July 26th, 2011
05:15 PM ET
Editor's note: CNN contributor Amanda Enayati ponders the theme of Seeking Serenity: The quest for well-being and life balance in stressful times.
One of the most stressful things about having a health crisis, aside from the fear of death, is the lingering paranoia.
It’s like that houseguest from hell who invites himself for a visit and then decides he will never leave. Because here you are, trucking along for 30-some-odd years, assuming that that the achy back is from the Kundalini yoga move gone awry and that lingering cough is from the cold you caught from your frenemy.
But once you’ve sparred with a serious illness like cancer, almost overnight you start seeing conspiracies to off you everywhere. Joyful, grateful and almost giddy you are to have survived at all, you bob up and down in constant waves of stress and anxiety. They can build to near-tsunami proportions each time you lose another friend who got her diagnosis at the same time as you or sat there beside you while you both received chemo or chatted with you in the waiting room during radiation.

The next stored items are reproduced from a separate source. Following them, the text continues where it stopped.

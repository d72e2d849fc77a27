//! Layer-stack network built from a model document

use log::debug;

use super::descriptor::ModelDocument;
use super::layers::{build_layer, Layer};
use super::model::SequenceModel;
use crate::error::LoadError;

/// Sequential network evaluated one sample at a time
///
/// Two scratch buffers sized to the widest layer are swapped between
/// layers, so evaluation allocates nothing.
pub struct Network {
    in_size: usize,
    layers: Vec<Box<dyn Layer>>,
    current: Vec<f32>,
    next: Vec<f32>,
}

impl Network {
    /// Build every layer described by the document
    pub fn from_document(document: &ModelDocument) -> Result<Self, LoadError> {
        let in_size = document.input_size()?;
        let mut width = in_size;
        let mut layers = Vec::new();

        for (index, spec) in document.layers()?.iter().enumerate() {
            let layer = build_layer(index, spec, width)?;
            debug!(
                "Layer {}: {} {} -> {}",
                index,
                layer.kind(),
                layer.in_size(),
                layer.out_size()
            );
            width = layer.out_size();
            layers.push(layer);
        }

        Self::from_layers(in_size, layers)
    }

    /// Chain pre-built layers, checking that widths line up
    pub fn from_layers(in_size: usize, layers: Vec<Box<dyn Layer>>) -> Result<Self, LoadError> {
        if layers.is_empty() {
            return Err(LoadError::EmptyLayers);
        }

        let mut width = in_size;
        let mut widest = in_size;
        for (index, layer) in layers.iter().enumerate() {
            if layer.in_size() != width {
                return Err(LoadError::ShapeMismatch {
                    index,
                    expected: width,
                    found: layer.in_size(),
                });
            }
            width = layer.out_size();
            widest = widest.max(width);
        }

        Ok(Self {
            in_size,
            layers,
            current: vec![0.0; widest],
            next: vec![0.0; widest],
        })
    }

    pub fn layer_count(&self) -> usize {
        self.layers.len()
    }

    /// Width of the final layer
    pub fn out_size(&self) -> usize {
        self.layers.last().map_or(0, |layer| layer.out_size())
    }
}

impl SequenceModel for Network {
    fn input_size(&self) -> usize {
        self.in_size
    }

    fn reset(&mut self) {
        for layer in &mut self.layers {
            layer.reset();
        }
        self.current.fill(0.0);
        self.next.fill(0.0);
    }

    fn forward(&mut self, input: &[f32]) -> f32 {
        let n = input.len().min(self.in_size);
        self.current[..n].copy_from_slice(&input[..n]);

        let mut width = self.in_size;
        for layer in &mut self.layers {
            let out = layer.out_size();
            layer.forward(&self.current[..width], &mut self.next[..out]);
            std::mem::swap(&mut self.current, &mut self.next);
            width = out;
        }

        self.current[0]
    }
}

#[cfg(test)]
mod tests {
    use super::*;
    use approx::assert_relative_eq;
    use std::path::Path;

    fn document(json: &str) -> ModelDocument {
        ModelDocument::parse(json, Path::new("model.json")).unwrap()
    }

    const GRU_DENSE: &str = r#"{
        "in_shape": [null, null, 1],
        "layers": [
            {
                "type": "gru", "activation": "", "shape": [null, null, 2],
                "weights": [
                    [[0.1, -0.2, 0.3, 0.4, 0.5, -0.6]],
                    [[0.1, 0.1, 0.1, 0.1, 0.1, 0.1], [0.2, 0.2, 0.2, 0.2, 0.2, 0.2]],
                    [[0.0, 0.0, 0.0, 0.0, 0.0, 0.0], [0.0, 0.0, 0.0, 0.0, 0.0, 0.0]]
                ]
            },
            {
                "type": "dense", "activation": "", "shape": [null, null, 1],
                "weights": [[[1.0], [-1.0]], [0.25]]
            }
        ]
    }"#;

    #[test]
    fn test_build_from_document() {
        let net = Network::from_document(&document(GRU_DENSE)).unwrap();
        assert_eq!(net.layer_count(), 2);
        assert_eq!(net.input_size(), 1);
        assert_eq!(net.out_size(), 1);
    }

    #[test]
    fn test_zero_input_from_zero_state_gives_bias() {
        let mut net = Network::from_document(&document(GRU_DENSE)).unwrap();
        // GRU stays at zero for zero input, dense adds its bias
        assert_relative_eq!(net.forward(&[0.0]), 0.25);
    }

    #[test]
    fn test_reset_restores_initial_response() {
        let mut net = Network::from_document(&document(GRU_DENSE)).unwrap();
        let first: Vec<f32> = [0.5, -0.3, 0.8].iter().map(|&x| net.forward(&[x])).collect();
        net.reset();
        let second: Vec<f32> = [0.5, -0.3, 0.8].iter().map(|&x| net.forward(&[x])).collect();
        assert_eq!(first, second);
    }

    #[test]
    fn test_rejects_unsupported_layer() {
        let json = r#"{ "in_shape": [1], "layers": [{ "type": "softmax", "shape": [1] }] }"#;
        let err = Network::from_document(&document(json)).err().unwrap();
        assert_eq!(err.error_code(), "UNSUPPORTED_LAYER");
    }

    #[test]
    fn test_from_layers_checks_chain() {
        let json = r#"{ "in_shape": [2], "layers": [{ "type": "tanh", "shape": [2] }] }"#;
        let doc = document(json);
        let spec = &doc.layers().unwrap()[0];
        let layer = build_layer(0, spec, 2).unwrap();

        let err = Network::from_layers(3, vec![layer]).err().unwrap();
        assert!(matches!(
            err,
            LoadError::ShapeMismatch {
                index: 0,
                expected: 3,
                found: 2
            }
        ));
    }
}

And so if it doesn’t resolve within a day or two, the achy back becomes bone cancer and the lingering cough becomes lung cancer. More than likely, it’s all in your mind.
But then you also start remembering that thing you read in the Quarterly Journal of Om Shanti about how dwelling on something for too long can actually go on to create that condition so then you become totally and utterly paranoid. At this point, you fear that though you probably didn’t have an illness last week, you’ve probably now created it by obsessing about it for the entire past week. Thus, you're putting it out there into the universe which - collusive son-of-a-gun that it is - happily obliged by now giving you a case of incurable something or other.
Some people call it the Law of Attraction. (What, you thought the Law of Attraction is just for the good stuff?)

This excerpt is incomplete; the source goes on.